Qué entendemos por una pedagogía socrática.- ¿Qué entendemos por una filosofía “y”
una pedagogía socrática? (es pertinente entrecomillar esa “y”, porque en el
espíritu socrático apenas puede distinguirse el proceso de educar(se) del
proceso de simplemente vivir una vida buena). Remitiéndonos a la figura
tradicional de Sócrates, tal como se la puede deducir de las obras consideradas
más “socráticas” de Platón y Jenofonte, podemos resumir lo que entendemos por
pedagogía socrática en los siguientes puntos, todos ellos aspectos de lo mismo:
·
La educación socrática es una educación a la vez e indisolublemente personal y social. Es una educación en
el diálogo del ágora, de la plaza común, y por ello, y en un sentido profundo, una
educación en comunidad, de la comunidad y mediante la comunidad; pero es
también, irremplazablemente, una educación de uno mismo y desde uno mismo: el sujeto,
todo y cada sujeto, es instancia última de lo correcto, y no una mera parte del
todo o un súbdito de una instancia normativa superior. Uno no se reduce a la
comunidad (la comunidad no es una super-persona), ni reduce la comunidad a sí
mismo (uno no es dueño del Logos). Entre lo universal y el individuo hay una
relación dialéctica, de identidad en la diferencia y de dinamismo inter-alimentado.
·
Es, como toda pedagogía clásica, una
pedagogía teleológica, es decir, supone
la existencia un fin propio de cada especie y de cada individuo. Se trata,
según la famosa frase de Píndaro, de llegar a ser quien eres. Pero teniendo en
cuenta siempre que la esencia personal está completamente imbricada con la
esencia del género humano y de sus circunstancias concretas.
·
Es una educación integral, es decir, del ser humano como un todo orgánico: parte del
supuesto de que todos los aspectos de la vida humana, desde la dietética a la
ética, son educables.
·
Pero el todo del alma humana, según la
concepción socrática, posee un núcleo o esencia: la sabiduría ética. El lema es “conócete a ti mismo, para saber qué te
corresponde hacer y padecer”. Esa sabiduría ética, por cierto, guarda una
compleja (dialéctica) relación con la política, de modo que de Sócrates se
puede decir, con razón, que fue el más político de los atenienses, aunque (o
quizás incluso en parte “porque”) siempre rehuyó el ejercicio institucional de
la política (lo que le ha granjeado la acusación de ciudadano hostil a la
democracia en la que vivió.

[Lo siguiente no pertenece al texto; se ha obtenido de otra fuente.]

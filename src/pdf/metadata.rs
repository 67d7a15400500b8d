//! Readback of generated documents

use std::path::Path;

use lopdf::{Document, Object};

use crate::error::{Error, Result};

/// What `info` reports about an existing PDF
#[derive(Debug, Clone)]
pub struct PdfSummary {
    /// Number of pages, from the page tree's Count field
    pub page_count: usize,
    /// Document title, if the Info dictionary carries one
    pub title: Option<String>,
    /// Document author, if the Info dictionary carries one
    pub author: Option<String>,
}

/// Load a PDF and report its page count and Info strings
///
/// Meant as a pre-print sanity check on generated sheets, but works on any
/// well-formed PDF.
pub fn summarize(path: &Path) -> Result<PdfSummary> {
    let doc = Document::load(path)?;
    let page_count = count_pages_from_catalog(&doc)?;

    Ok(PdfSummary {
        page_count,
        title: info_string(&doc, b"Title"),
        author: info_string(&doc, b"Author"),
    })
}

/// Count pages via the Pages dictionary Count field
///
/// More reliable than walking Kids, which would need nested page tree
/// handling.
fn count_pages_from_catalog(doc: &Document) -> Result<usize> {
    let catalog_id = doc
        .trailer
        .get(b"Root")
        .and_then(Object::as_reference)
        .map_err(|_| Error::General("Document has no catalog".to_string()))?;

    let pages_id = doc
        .get_object(catalog_id)?
        .as_dict()
        .and_then(|dict| dict.get(b"Pages"))
        .and_then(Object::as_reference)
        .map_err(|_| Error::General("Catalog has no page tree".to_string()))?;

    let count = doc
        .get_object(pages_id)?
        .as_dict()
        .and_then(|dict| dict.get(b"Count"))
        .and_then(Object::as_i64)
        .map_err(|_| Error::General("Page tree has no Count".to_string()))?;

    Ok(count as usize)
}

/// Read one string entry from the Info dictionary, if present and UTF-8
fn info_string(doc: &Document, key: &[u8]) -> Option<String> {
    let info_id = doc.trailer.get(b"Info").and_then(Object::as_reference).ok()?;
    let info = doc.get_object(info_id).ok()?.as_dict().ok()?;
    let bytes = info.get(key).and_then(Object::as_str).ok()?;
    String::from_utf8(bytes.to_vec()).ok()
}
//! Sheet pagination, row rendering and document assembly

use std::collections::BTreeSet;
use std::mem;
use std::path::{Path, PathBuf};

use chrono::Local;
use lopdf::{Dictionary, Document, Object, Stream, StringFormat};

use crate::catalog::{scan_qr_directory, QrEntry};
use crate::error::{Error, Result};
use crate::layout::{GridConfig, Length, RowPlacement};
use crate::overrides::{resolve_logo, LogoChoice, OverrideMap};
use crate::pdf::content;
use crate::pdf::images::ImageStore;

/// Document title written to the Info dictionary
pub const DOC_TITLE: &str = "Sticker Sheets - WhoKey";
/// Document author written to the Info dictionary
pub const DOC_AUTHOR: &str = "sticker-sheets";

// Label placement relative to the row's column origin and centerline.
const LABEL_INSET_CM: f64 = 0.2;
const LABEL_BASELINE_DROP: f64 = 3.0;

/// Options for one generation run
#[derive(Debug, Clone)]
pub struct SheetOptions {
    /// Directory holding the QR images
    pub qr_dir: PathBuf,
    /// Logo used for every row without an override
    pub default_logo: PathBuf,
    /// Override snapshot, identifier → logo path
    pub overrides: OverrideMap,
    /// Output PDF path
    pub output_path: PathBuf,
    /// Grid constants for the sheet
    pub config: GridConfig,
}

/// Statistics for one completed run
#[derive(Debug, Clone, PartialEq, Eq)]
pub struct RunResult {
    pub total_pages: usize,
    pub total_rows: usize,
    /// Always `total_rows * 2`
    pub logo_stickers: usize,
    /// Always `total_rows * 2`
    pub qr_stickers: usize,
    /// Distinct identifiers that rendered with an override logo
    pub overrides_applied: usize,
    /// Degradation warnings in the order they occurred
    pub warnings: Vec<String>,
}

/// Pages needed to hold `rows` rows under `config`
///
/// Fails with [`Error::InvalidGridConfig`] when the grid constants are
/// unusable, the same check [`render_document`] applies.
pub fn pages_needed(rows: usize, config: &GridConfig) -> Result<usize> {
    config.validate()?;
    Ok(rows.div_ceil(config.rows_per_page()))
}

/// Scan the QR directory, render every row and save the finished PDF
///
/// # Example
///
/// ```no_run
/// use std::path::PathBuf;
/// use sticker_sheets::layout::GridConfig;
/// use sticker_sheets::overrides::OverrideMap;
/// use sticker_sheets::pdf::{generate_sheets, SheetOptions};
///
/// let options = SheetOptions {
///     qr_dir: PathBuf::from("qrs"),
///     default_logo: PathBuf::from("logo.png"),
///     overrides: OverrideMap::new(),
///     output_path: PathBuf::from("sticker-sheets.pdf"),
///     config: GridConfig::a3(),
/// };
///
/// let result = generate_sheets(&options)?;
/// println!("{} pages, {} rows", result.total_pages, result.total_rows);
/// # Ok::<(), sticker_sheets::Error>(())
/// ```
pub fn generate_sheets(options: &SheetOptions) -> Result<RunResult> {
    let entries = scan_qr_directory(&options.qr_dir)?;
    let (mut doc, result) = render_document(
        &entries,
        &options.config,
        &options.default_logo,
        &options.overrides,
    )?;

    // Compress and save
    doc.compress();
    doc.save(&options.output_path)?;
    log::debug!(
        "saved {} ({} pages)",
        options.output_path.display(),
        result.total_pages
    );

    Ok(result)
}

/// Render catalog entries into an in-memory document plus its statistics
///
/// Fails before anything is drawn when the grid constants are unusable, the
/// default logo is missing, or there are no entries. Per-asset problems
/// never fail the run; the affected sticker degrades to a bare die-cut
/// guide and the warning is recorded in the returned [`RunResult`].
pub fn render_document(
    entries: &[QrEntry],
    config: &GridConfig,
    default_logo: &Path,
    overrides: &OverrideMap,
) -> Result<(Document, RunResult)> {
    config.validate()?;
    if !default_logo.exists() {
        return Err(Error::MissingDefaultLogo(default_logo.to_path_buf()));
    }
    if entries.is_empty() {
        return Err(Error::NoQrEntries);
    }

    let mut doc = Document::with_version("1.5");
    let font_id = label_font(&mut doc);
    let mut images = ImageStore::new();

    let mut warnings: Vec<String> = Vec::new();
    let mut applied: BTreeSet<u64> = BTreeSet::new();

    let rows_per_page = config.rows_per_page();
    let mut page_contents: Vec<String> = Vec::new();
    let mut current_page = String::new();

    for (i, entry) in entries.iter().enumerate() {
        if i > 0 && i % rows_per_page == 0 {
            page_contents.push(mem::take(&mut current_page));
            log::debug!("sheet {} filled", page_contents.len());
        }

        let place = config.position_for_row(i % rows_per_page);

        let choice = resolve_logo(entry.id, overrides);
        match &choice {
            LogoChoice::Override(_) => {
                applied.insert(entry.id);
            }
            LogoChoice::MissingOverride(path) => {
                let message = format!(
                    "Override logo for ID {} not found: {} (using default)",
                    entry.id,
                    path.display()
                );
                log::warn!("{}", message);
                warnings.push(message);
            }
            LogoChoice::Default => {}
        }
        let logo_path = choice.path_or(default_logo);

        draw_row(
            &mut doc,
            &mut images,
            &mut current_page,
            &mut warnings,
            entry,
            logo_path,
            place,
            config,
        );
    }
    page_contents.push(current_page);

    let total_pages = assemble_document(&mut doc, page_contents, font_id, &images, config);

    let total_rows = entries.len();
    let result = RunResult {
        total_pages,
        total_rows,
        logo_stickers: total_rows * 2,
        qr_stickers: total_rows * 2,
        overrides_applied: applied.len(),
        warnings,
    };

    Ok((doc, result))
}

/// Draw one row: ID label, two logo stickers, two QR stickers
fn draw_row(
    doc: &mut Document,
    images: &mut ImageStore,
    page: &mut String,
    warnings: &mut Vec<String>,
    entry: &QrEntry,
    logo_path: &Path,
    place: RowPlacement,
    config: &GridConfig,
) {
    content::id_label(
        page,
        &entry.id.to_string(),
        place.x + Length::from_cm(LABEL_INSET_CM).pt(),
        place.y - LABEL_BASELINE_DROP,
    );

    // Cursor tracks circle centers; the label zone sits entirely to the left.
    let mut cx = place.x + config.id_zone_width + config.id_gap;
    for _ in 0..2 {
        draw_sticker(doc, images, page, warnings, logo_path, cx, place.y, config.logo_diameter, config);
        cx += config.cut_diameter + config.element_gap;
    }
    for _ in 0..2 {
        draw_sticker(doc, images, page, warnings, &entry.path, cx, place.y, config.qr_diameter, config);
        cx += config.cut_diameter + config.element_gap;
    }
}

/// Draw one sticker: die-cut guide circle plus the centered image
///
/// The guide is drawn unconditionally; a failed image decode degrades the
/// sticker to an empty circle and records a warning.
fn draw_sticker(
    doc: &mut Document,
    images: &mut ImageStore,
    page: &mut String,
    warnings: &mut Vec<String>,
    image_path: &Path,
    cx: f64,
    cy: f64,
    image_diameter: f64,
    config: &GridConfig,
) {
    content::cut_guide_circle(page, cx, cy, config.cut_diameter / 2.0);

    match images.embed(doc, image_path) {
        Ok(handle) => {
            let (x, y, w, h) =
                content::fit_centered(handle.width, handle.height, cx, cy, image_diameter);
            content::place_image(page, &handle.name, x, y, w, h);
        }
        Err(reason) => {
            let message = format!("Could not draw image {}: {}", image_path.display(), reason);
            log::warn!("{}", message);
            warnings.push(message);
        }
    }
}

/// Use Helvetica-Bold (standard PDF font, no embedding needed for digits)
fn label_font(doc: &mut Document) -> lopdf::ObjectId {
    let mut font = Dictionary::new();
    font.set("Type", Object::Name(b"Font".to_vec()));
    font.set("Subtype", Object::Name(b"Type1".to_vec()));
    font.set("BaseFont", Object::Name(b"Helvetica-Bold".to_vec()));
    doc.add_object(Object::Dictionary(font))
}

/// Turn the accumulated page streams into a complete document tree
///
/// Every page shares one Resources dictionary carrying the label font and
/// every image embedded during the run. Returns the page count.
fn assemble_document(
    doc: &mut Document,
    page_contents: Vec<String>,
    font_id: lopdf::ObjectId,
    images: &ImageStore,
    config: &GridConfig,
) -> usize {
    let mut fonts = Dictionary::new();
    fonts.set("F1", Object::Reference(font_id));
    let mut xobjects = Dictionary::new();
    for handle in images.handles() {
        xobjects.set(handle.name.clone(), Object::Reference(handle.object_id));
    }
    let mut resources = Dictionary::new();
    resources.set("Font", Object::Dictionary(fonts));
    resources.set("XObject", Object::Dictionary(xobjects));
    let resources_id = doc.add_object(Object::Dictionary(resources));

    let media_box = Object::Array(vec![
        Object::Integer(0),
        Object::Integer(0),
        Object::Real(config.sheet_width as f32),
        Object::Real(config.sheet_height as f32),
    ]);

    // Pages id is reserved first so every page can point back to its parent.
    let pages_id = doc.new_object_id();

    let mut kids: Vec<Object> = Vec::new();
    for ops in page_contents {
        let content_id = doc.add_object(Stream::new(Dictionary::new(), ops.into_bytes()));

        let mut page = Dictionary::new();
        page.set("Type", Object::Name(b"Page".to_vec()));
        page.set("Parent", Object::Reference(pages_id));
        page.set("MediaBox", media_box.clone());
        page.set("Contents", Object::Reference(content_id));
        page.set("Resources", Object::Reference(resources_id));

        kids.push(Object::Reference(doc.add_object(Object::Dictionary(page))));
    }
    let total_pages = kids.len();

    let mut pages_object = Dictionary::new();
    pages_object.set("Type", Object::Name(b"Pages".to_vec()));
    pages_object.set("Count", Object::Integer(total_pages as i64));
    pages_object.set("Kids", Object::Array(kids));
    doc.objects.insert(pages_id, Object::Dictionary(pages_object));

    let catalog_id = doc.new_object_id();
    let mut catalog = Dictionary::new();
    catalog.set("Type", Object::Name(b"Catalog".to_vec()));
    catalog.set("Pages", Object::Reference(pages_id));
    doc.objects.insert(catalog_id, Object::Dictionary(catalog));
    doc.trailer.set("Root", Object::Reference(catalog_id));

    let info_id = doc.add_object(Object::Dictionary(info_dictionary()));
    doc.trailer.set("Info", Object::Reference(info_id));

    total_pages
}

/// Document Info dictionary: title, author, producer and creation stamp
fn info_dictionary() -> Dictionary {
    let mut info = Dictionary::new();
    info.set(
        "Title",
        Object::String(DOC_TITLE.as_bytes().to_vec(), StringFormat::Literal),
    );
    info.set(
        "Author",
        Object::String(DOC_AUTHOR.as_bytes().to_vec(), StringFormat::Literal),
    );
    info.set(
        "Producer",
        Object::String(
            format!("sticker-sheets {}", env!("CARGO_PKG_VERSION")).into_bytes(),
            StringFormat::Literal,
        ),
    );
    info.set(
        "CreationDate",
        Object::String(
            Local::now().format("D:%Y%m%d%H%M%S").to_string().into_bytes(),
            StringFormat::Literal,
        ),
    );
    info
}

#[cfg(test)]
mod tests {
    use super::*;
    use image::{Rgb, RgbImage};
    use tempfile::TempDir;

    fn write_png(path: &Path) {
        RgbImage::from_pixel(4, 4, Rgb([0, 0, 0])).save(path).unwrap();
    }

    #[test]
    fn test_pages_needed() {
        let config = GridConfig::a3();
        assert_eq!(pages_needed(1, &config).unwrap(), 1);
        assert_eq!(pages_needed(28, &config).unwrap(), 1);
        assert_eq!(pages_needed(29, &config).unwrap(), 2);
        assert_eq!(pages_needed(56, &config).unwrap(), 2);
        assert_eq!(pages_needed(57, &config).unwrap(), 3);
    }

    #[test]
    fn test_pages_needed_rejects_zero_capacity() {
        let mut config = GridConfig::a3();
        config.columns = 0;
        let err = pages_needed(5, &config).unwrap_err();
        assert!(matches!(err, Error::InvalidGridConfig(_)));
    }

    #[test]
    fn test_missing_default_logo_is_fatal() {
        let tmp = TempDir::new().unwrap();
        let qr = tmp.path().join("whokey-1.png");
        write_png(&qr);
        let entries = vec![QrEntry { id: 1, path: qr }];

        let err = render_document(
            &entries,
            &GridConfig::a3(),
            &tmp.path().join("missing-logo.png"),
            &OverrideMap::new(),
        )
        .unwrap_err();
        assert!(matches!(err, Error::MissingDefaultLogo(_)));
    }

    #[test]
    fn test_empty_entry_list_is_fatal() {
        let tmp = TempDir::new().unwrap();
        let logo = tmp.path().join("logo.png");
        write_png(&logo);

        let err =
            render_document(&[], &GridConfig::a3(), &logo, &OverrideMap::new()).unwrap_err();
        assert!(matches!(err, Error::NoQrEntries));
    }

    #[test]
    fn test_invalid_grid_rejected_before_entries() {
        let tmp = TempDir::new().unwrap();
        let logo = tmp.path().join("logo.png");
        write_png(&logo);
        let qr = tmp.path().join("whokey-1.png");
        write_png(&qr);
        let entries = vec![QrEntry { id: 1, path: qr }];

        let mut config = GridConfig::a3();
        config.rows_per_column = 0;
        let err = render_document(&entries, &config, &logo, &OverrideMap::new()).unwrap_err();
        assert!(matches!(err, Error::InvalidGridConfig(_)));
    }

    #[test]
    fn test_override_replaces_default_logo_entirely() {
        let tmp = TempDir::new().unwrap();
        let logo = tmp.path().join("logo.png");
        write_png(&logo);
        let special = tmp.path().join("gold.png");
        write_png(&special);
        let qr = tmp.path().join("whokey-2.png");
        write_png(&qr);
        let entries = vec![QrEntry { id: 2, path: qr }];

        let mut overrides = OverrideMap::new();
        overrides.insert(2, special);

        let (doc, result) =
            render_document(&entries, &GridConfig::a3(), &logo, &overrides).unwrap();

        assert_eq!(result.overrides_applied, 1);
        // Both logo circles use the override, so the embedded images are the
        // override logo and the QR; the default logo is never embedded.
        let image_count = doc
            .objects
            .values()
            .filter(|object| match object {
                Object::Stream(stream) => matches!(
                    stream.dict.get(b"Subtype"),
                    Ok(Object::Name(name)) if name == b"Image"
                ),
                _ => false,
            })
            .count();
        assert_eq!(image_count, 2);
    }

    #[test]
    fn test_broken_image_degrades_to_warning() {
        let tmp = TempDir::new().unwrap();
        let logo = tmp.path().join("logo.png");
        write_png(&logo);
        let qr = tmp.path().join("whokey-9.png");
        std::fs::write(&qr, b"not a png").unwrap();
        let entries = vec![QrEntry { id: 9, path: qr }];

        let (_doc, result) =
            render_document(&entries, &GridConfig::a3(), &logo, &OverrideMap::new()).unwrap();

        // Both QR stickers on the row report the broken file
        assert_eq!(result.warnings.len(), 2);
        assert!(result.warnings[0].contains("whokey-9.png"));
        assert_eq!(result.total_rows, 1);
        assert_eq!(result.total_pages, 1);
    }
}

Hablaremos enseguida de esto).
·
Es –y este es, seguramente, el rasgo más
distintivo- una educación intelectualista,
en el sentido preciso de que entiende que nuestros deseos o voliciones están
determinados por nuestra concepción de las cosas, incluida la concepción que
tenemos de nosotros mismos. Según la visión socrática, la libertad no es
indeterminación, sino conocimiento de lo bueno, y toda maldad es, en realidad,
ignorancia, de modo que la “pena” que le corresponde al que “hace” mal (culpa y
pena no tienen un verdadero sentido en esta concepción) es educación.[3]
·
Es una pedagogía fundamentalmente optimista, esto es, supone que la
naturaleza humana, como la de cualquier ser vivo o cualquier ser en general,
tiende a lo mejor, y solo el accidente le impide alcanzarlo de forma plena.
·
Es una filosofía armonicista, en el sentido de que piensa que, en esencia, no hay
conflicto entre justicia y felicidad. Es consciente de la dualidad deontología
/ fines, pero cree en la síntesis dialéctica de ambos lados, aunque no en una
síntesis de elementos simétricos, sino, como racionalismo que es, una síntesis donde
los fines eudemonistas se deducen de los principios de justicia.
·
Es una educación pública, en el sentido de que no está reservada a un grupo social e
ignora todo tipo de discriminación[4]. En
una sociedad bien ordenada, la educación socrática debería ser universalmente provista
por el Estado y sufragada por el erario público (esto es lo Sócrates mismo
reclama, irónicamente, como sentencia justa, en su defensa ante el tribunal[5]),
mientras que en una sociedad peor ordenada (aunque no despótica e insufrible),
en la que no curre así, los ciudadanos deben ejercerla en el espacio permitido
por las leyes, esto es, en el diálogo entre amigos o conciudadanos en la plaza
pública.
·
Es una ética autónoma respecto de todo fundamento religioso, pero no por ello
una ética atea. La actitud de Sócrates para con la religiosidad es compleja: manifiesta
reverencia hacia ella, aunque no se considera intérprete autorizado, e ironiza
con quienes sí creen serlo[6]. Sigue
los ritos tradicionales, pero a la vez dice tener un daimon personal que le dicta lo que hacer en los momentos
decisivos. No sabe si, como está inclinado a creer, su alma subsistirá, pero
cree que temer más a la muerte (de la que –dice- no sabemos lo que es) que a la
injusticia (que es evidente y destructiva del alma), es propio de la mayor
ignorancia, es decir, de falta de una profunda educación.
Estos
son, a nuestro juicio, los principales rasgos de la pedagogía que ese personaje
único en la historia quiso llevar a sus conciudadanos, con el único éxito, al
parecer, de conseguir que la primera democracia del mundo condenase a muerte al
primer gran filósofo-educador.
2.
Por qué la educación socrática fue considera corrupción de jóvenes.- ¿Por qué
fue Sócrates condenado a muerte por la democracia ateniense? Como sabemos, se
le acusaba de dos cosas: de introducir dioses ajenos a la tradición y de corromper
a la juventud.
El
primer cargo es ciertamente extraño, tanto por tratarse de Sócrates (que, como
decíamos, siempre mantuvo una actitud piadosa) como por lo que se refiere a la
democracia, si es que lo propio de esta es considerar a sus ciudadanos
formalmente iguales y libres (isonomia),
de modo que cada uno pueda elegir y promover la concepción del mundo que estime
deseable dentro de un marco de tolerancia[7]. También
hoy pensamos en general que, como sostiene Rawls[8], lo
deseable es una sociedad plural. Lo cierto, sin embargo, es que, como también sabemos,
cualquier Estado real es mucho menos tolerante de lo que le gustaría creer. En
seguida encontramos que los valores de los otros (musulmanes, indígenas…) son “incompatibles”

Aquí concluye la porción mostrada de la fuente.